The Boltavit is a funny little camera, with the emphasis on the little, as seen in this photo showing it alongside a 35mm cassette. Bolta GmbH, the company who made the camera, started in Nuremberg in 1921, and was named after its founder Johann Bolten. Interestingly, they initially made combs and other hair accessories before diversifying into cameras in 1935.
It’s basically a roll film camera, using unperforated 35mm on a backing paper, much like 828 film which was quite popular, especially in the USA, in the 1940s and 50s. The Boltavit I, which is the version that I have, was the first of the series. The specs are very simple, a 40mm f/7.7 lens with a three-speed shutter and Waterhouse stops for f/11 and f/16. The lens is mounted on a metal tube which retracts into the body when not in use, making this little camera even smaller. The little black die-cast box looks decidedly scruffy, but searching online throws up a lot of similar looking examples, so I suspect the paint was particularly vulnerable to flaking. Either that or there was a craze for using them in a bizarre variation of conkers!

Not long after the range was launched, the name was changed to Photavit, and over the next couple of decades, an ever more sophisticated series of successors evolved. The last of these was the Photavit V in 1951, by which time there was an f/2.9 lens and a shutter with speeds from 1sec to 1/300sec. Though the cameras had grown slightly in size, they were still very compact. The Photavit name was then applied to a more conventionally sized 35mm rangefinder camera which took interchangeable lenses, a far cry from the little black box of 20 years earlier.

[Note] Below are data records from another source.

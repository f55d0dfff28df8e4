//! Error types for the replication client.
//!
//! Errors are split along the recovery boundary: configuration and schema
//! errors terminate `run()`, everything else is handled inside the read loop
//! (reconnect or skip-and-continue) and never surfaces to the caller.

use serde::{Deserialize, Serialize};
use thiserror::Error;

/// Error categories for logging and telemetry.
#[derive(Debug, Clone, Copy, PartialEq, Eq, Hash, Serialize, Deserialize)]
#[serde(rename_all = "snake_case")]
pub enum ErrorCategory {
    /// Invalid or unsupported primary configuration
    Configuration,
    /// Table/column introspection errors
    Schema,
    /// Wire protocol violations
    Protocol,
    /// Replication session errors
    Replication,
    /// State store errors
    State,
    /// Network errors
    Network,
    /// Other/unknown errors
    Other,
}

/// Errors surfaced by the replication client.
#[derive(Error, Debug)]
pub enum RelayError {
    /// Primary is misconfigured for row replication (version, binlog_format,
    /// checksum algorithm)
    #[error("configuration error: {0}")]
    Config(String),

    /// Schema discovery failed (unsupported type, missing collation)
    #[error("schema error: {0}")]
    Schema(String),

    /// Malformed packet or unexpected protocol response
    #[error("protocol error: {0}")]
    Protocol(String),

    /// Replication session error
    #[error("replication error: {0}")]
    Replication(String),

    /// State store load/persist error
    #[error("state store error: {0}")]
    State(String),

    /// I/O error
    #[error("IO error: {0}")]
    Io(#[from] std::io::Error),

    /// Generic error
    #[error("{0}")]
    Other(String),
}

impl RelayError {
    /// Create a new configuration error
    pub fn config(msg: impl Into<String>) -> Self {
        Self::Config(msg.into())
    }

    /// Create a new schema error
    pub fn schema(msg: impl Into<String>) -> Self {
        Self::Schema(msg.into())
    }

    /// Create a new protocol error
    pub fn protocol(msg: impl Into<String>) -> Self {
        Self::Protocol(msg.into())
    }

    /// Create a new replication error
    pub fn replication(msg: impl Into<String>) -> Self {
        Self::Replication(msg.into())
    }

    /// Create a new state store error
    pub fn state(msg: impl Into<String>) -> Self {
        Self::State(msg.into())
    }

    /// Create a generic error
    pub fn other(msg: impl Into<String>) -> Self {
        Self::Other(msg.into())
    }

    /// Whether this error must terminate `run()`.
    ///
    /// Configuration and schema errors cannot be retried away; transport and
    /// session errors are handled by the reconnect path instead.
    pub fn is_fatal(&self) -> bool {
        matches!(self, Self::Config(_) | Self::Schema(_))
    }

    /// Get the error category for logging and telemetry.
    pub fn category(&self) -> ErrorCategory {
        match self {
            Self::Config(_) => ErrorCategory::Configuration,
            Self::Schema(_) => ErrorCategory::Schema,
            Self::Protocol(_) => ErrorCategory::Protocol,
            Self::Replication(_) => ErrorCategory::Replication,
            Self::State(_) => ErrorCategory::State,
            Self::Io(_) => ErrorCategory::Network,
            Self::Other(_) => ErrorCategory::Other,
        }
    }
}

/// Result type for replication operations
pub type Result<T> = std::result::Result<T, RelayError>;

#[cfg(test)]
mod tests {
    use super::*;

    #[test]
    fn test_error_display() {
        let err = RelayError::config("binlog_format is STATEMENT");
        assert!(err.to_string().contains("configuration error"));
        assert!(err.to_string().contains("STATEMENT"));
    }

    #[test]
    fn test_fatal_classification() {
        assert!(RelayError::config("version too old").is_fatal());
        assert!(RelayError::schema("no collation").is_fatal());

        assert!(!RelayError::replication("lost connection").is_fatal());
        assert!(!RelayError::protocol("short packet").is_fatal());
        assert!(!RelayError::state("unwritable").is_fatal());
        assert!(!RelayError::other("x").is_fatal());
    }

    #[test]
    fn test_error_category() {
        assert_eq!(
            RelayError::config("x").category(),
            ErrorCategory::Configuration
        );
        assert_eq!(RelayError::schema("x").category(), ErrorCategory::Schema);
        assert_eq!(
            RelayError::replication("x").category(),
            ErrorCategory::Replication
        );
        assert_eq!(
            RelayError::Io(std::io::Error::other("x")).category(),
            ErrorCategory::Network
        );
    }
}
//! MySQL client protocol for the replication session.
//!
//! Implements the slice of the protocol a replica needs:
//! - handshake and authentication (`mysql_native_password`, the
//!   `caching_sha2_password` fast path)
//! - packet framing with I/O timeouts
//! - `COM_QUERY` for session variables (OK-only and single-scalar reads)
//! - `COM_REGISTER_SLAVE`, `COM_BINLOG_DUMP`, `COM_QUIT`
//! - binlog stream packet classification (event / end-of-data / error)
//!
//! Schema introspection does not go through this client: result-set heavy
//! queries run on a separate `mysql_async` connection (see
//! [`super::metadata`]). This client only parses the one-scalar result it
//! needs for the checksum handshake, which is session state of the dump
//! connection and cannot be read elsewhere.

use anyhow::{bail, Context, Result};
use bytes::{BufMut, Bytes, BytesMut};
use sha1::Sha1;
use sha2::{Digest, Sha256};
use std::io::Read;
use tokio::io::{AsyncReadExt, AsyncWriteExt, BufReader};
use tokio::net::TcpStream;
use tokio::time::{timeout, Duration};
use tracing::{debug, info, trace, warn};

use crate::common::{CONNECTION_TIMEOUT_SECS, IO_TIMEOUT_SECS};

/// MySQL packet header size (3 bytes length + 1 byte sequence)
const PACKET_HEADER_SIZE: usize = 4;
/// Maximum packet payload
const MAX_PACKET_SIZE: usize = 16_777_215;

/// Client capability bits sent in the handshake response.
const CLIENT_LONG_PASSWORD: u32 = 0x0000_0001;
const CLIENT_LONG_FLAG: u32 = 0x0000_0004;
const CLIENT_PROTOCOL_41: u32 = 0x0000_0200;
const CLIENT_TRANSACTIONS: u32 = 0x0000_2000;
const CLIENT_SECURE_CONNECTION: u32 = 0x0000_8000;
const CLIENT_PLUGIN_AUTH: u32 = 0x0008_0000;

/// Command bytes used by the replication session.
const COM_QUIT: u8 = 0x01;
const COM_QUERY: u8 = 0x03;
const COM_BINLOG_DUMP: u8 = 0x12;
const COM_REGISTER_SLAVE: u8 = 0x15;

/// Client-side error code for a lost connection, used when a read fails
/// before an ERR packet could arrive.
pub const CR_SERVER_LOST: u16 = 2013;

/// An ERR packet from the server, carrying the MySQL error code.
#[derive(Debug, Clone, thiserror::Error)]
#[error("mysql server error {code}: {message}")]
pub struct ServerError {
    pub code: u16,
    pub message: String,
}

impl ServerError {
    fn parse(packet: &[u8]) -> Self {
        if packet.len() < 3 {
            return Self {
                code: 0,
                message: "truncated ERR packet".to_string(),
            };
        }
        let code = u16::from_le_bytes([packet[1], packet[2]]);
        // Protocol 4.1 inserts '#' + 5-byte sqlstate before the message.
        let message_start = if packet.len() > 9 && packet[3] == b'#' {
            9
        } else {
            3
        };
        let message = String::from_utf8_lossy(&packet[message_start.min(packet.len())..]).to_string();
        Self { code, message }
    }
}

/// Return the MySQL error code behind a protocol error, or `CR_SERVER_LOST`
/// for transport failures that never produced an ERR packet.
pub fn error_code(err: &anyhow::Error) -> u16 {
    err.downcast_ref::<ServerError>()
        .map(|e| e.code)
        .unwrap_or(CR_SERVER_LOST)
}

/// One packet from the binlog stream, already classified.
#[derive(Debug)]
pub enum BinlogPacket {
    /// An event: the bytes after the leading OK byte, starting with the
    /// common event header.
    Event(Bytes),
    /// End-of-data marker (short packet with a leading `0xFE`).
    EndOfData,
}

/// Initial greeting from the server.
#[derive(Debug)]
pub struct HandshakePacket {
    pub protocol_version: u8,
    pub server_version: String,
    pub connection_id: u32,
    pub capability_flags: u32,
    pub auth_plugin_data: Vec<u8>,
    pub auth_plugin_name: String,
}

impl HandshakePacket {
    pub fn parse(data: &[u8]) -> Result<Self> {
        let mut cursor = std::io::Cursor::new(data);
        let mut buf = [0u8; 1];

        Read::read_exact(&mut cursor, &mut buf)?;
        let protocol_version = buf[0];

        // Server version (null-terminated)
        let mut server_version = Vec::new();
        loop {
            Read::read_exact(&mut cursor, &mut buf)?;
            if buf[0] == 0 {
                break;
            }
            server_version.push(buf[0]);
        }
        let server_version = String::from_utf8_lossy(&server_version).to_string();

        let mut buf4 = [0u8; 4];
        Read::read_exact(&mut cursor, &mut buf4)?;
        let connection_id = u32::from_le_bytes(buf4);

        // Auth-plugin-data part 1 (8 bytes) + filler
        let mut auth_data = vec![0u8; 8];
        Read::read_exact(&mut cursor, &mut auth_data)?;
        Read::read_exact(&mut cursor, &mut buf)?;

        let mut buf2 = [0u8; 2];
        Read::read_exact(&mut cursor, &mut buf2)?;
        let cap_lower = u16::from_le_bytes(buf2);

        // Character set + status flags
        Read::read_exact(&mut cursor, &mut buf)?;
        Read::read_exact(&mut cursor, &mut buf2)?;

        Read::read_exact(&mut cursor, &mut buf2)?;
        let cap_upper = u16::from_le_bytes(buf2);
        let capability_flags = ((cap_upper as u32) << 16) | (cap_lower as u32);

        Read::read_exact(&mut cursor, &mut buf)?;
        let auth_data_len = buf[0] as usize;

        let mut reserved = [0u8; 10];
        Read::read_exact(&mut cursor, &mut reserved)?;

        // Auth-plugin-data part 2 (max 13 bytes, null-terminated)
        let part2_len = if auth_data_len > 8 {
            auth_data_len - 8
        } else {
            13
        };
        let mut part2 = vec![0u8; part2_len];
        Read::read_exact(&mut cursor, &mut part2)?;
        if let Some(pos) = part2.iter().position(|&b| b == 0) {
            part2.truncate(pos);
        }
        auth_data.extend_from_slice(&part2);

        // Auth plugin name (null-terminated)
        let mut auth_plugin_name = Vec::new();
        if capability_flags & CLIENT_PLUGIN_AUTH != 0 {
            loop {
                let n = Read::read(&mut cursor, &mut buf)?;
                if n == 0 || buf[0] == 0 {
                    break;
                }
                auth_plugin_name.push(buf[0]);
            }
        }
        let auth_plugin_name = String::from_utf8_lossy(&auth_plugin_name).to_string();

        Ok(Self {
            protocol_version,
            server_version,
            connection_id,
            capability_flags,
            auth_plugin_data: auth_data,
            auth_plugin_name,
        })
    }
}

/// The replication connection: owns the TCP stream the dump runs on.
pub struct ReplicationConnection {
    stream: BufReader<TcpStream>,
    sequence_id: u8,
    server_version: String,
    connection_id: u32,
}

impl std::fmt::Debug for ReplicationConnection {
    fn fmt(&self, f: &mut std::fmt::Formatter<'_>) -> std::fmt::Result {
        f.debug_struct("ReplicationConnection")
            .field("sequence_id", &self.sequence_id)
            .field("server_version", &self.server_version)
            .field("connection_id", &self.connection_id)
            .finish_non_exhaustive()
    }
}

My Boltavit came from eBay in 2011. I can’t remember what I paid for it, but it won’t have been very much. It came with a roll of film, which I optimistically shot and developed. I wasn’t at all surprised to find that it was completely black, most likely having been exposed to light by a curious browser at some time during its 70-year journey from Nazi Germany to Sheffield. This old film was noticeably thicker than current stock, and it was very tightly curled after its long hibernation. In a way it was a blessing that it was blank, as scanning this recalcitrant coil would have been quite a challenge. The positive thing was that this provided me with a roll of backing paper and a couple of spools, which I was easily able to reload with some unperforated 35mm film, a commodity which now seems very scarce.

Simple specs mean there is little to go wrong, and I found it performed as it was intended to. As a fan of the square format, I was happy to go out in search of some suitable subjects. I slipped it in my pocket on a day trip to London, where I was unable to resist photographing The Gherkin.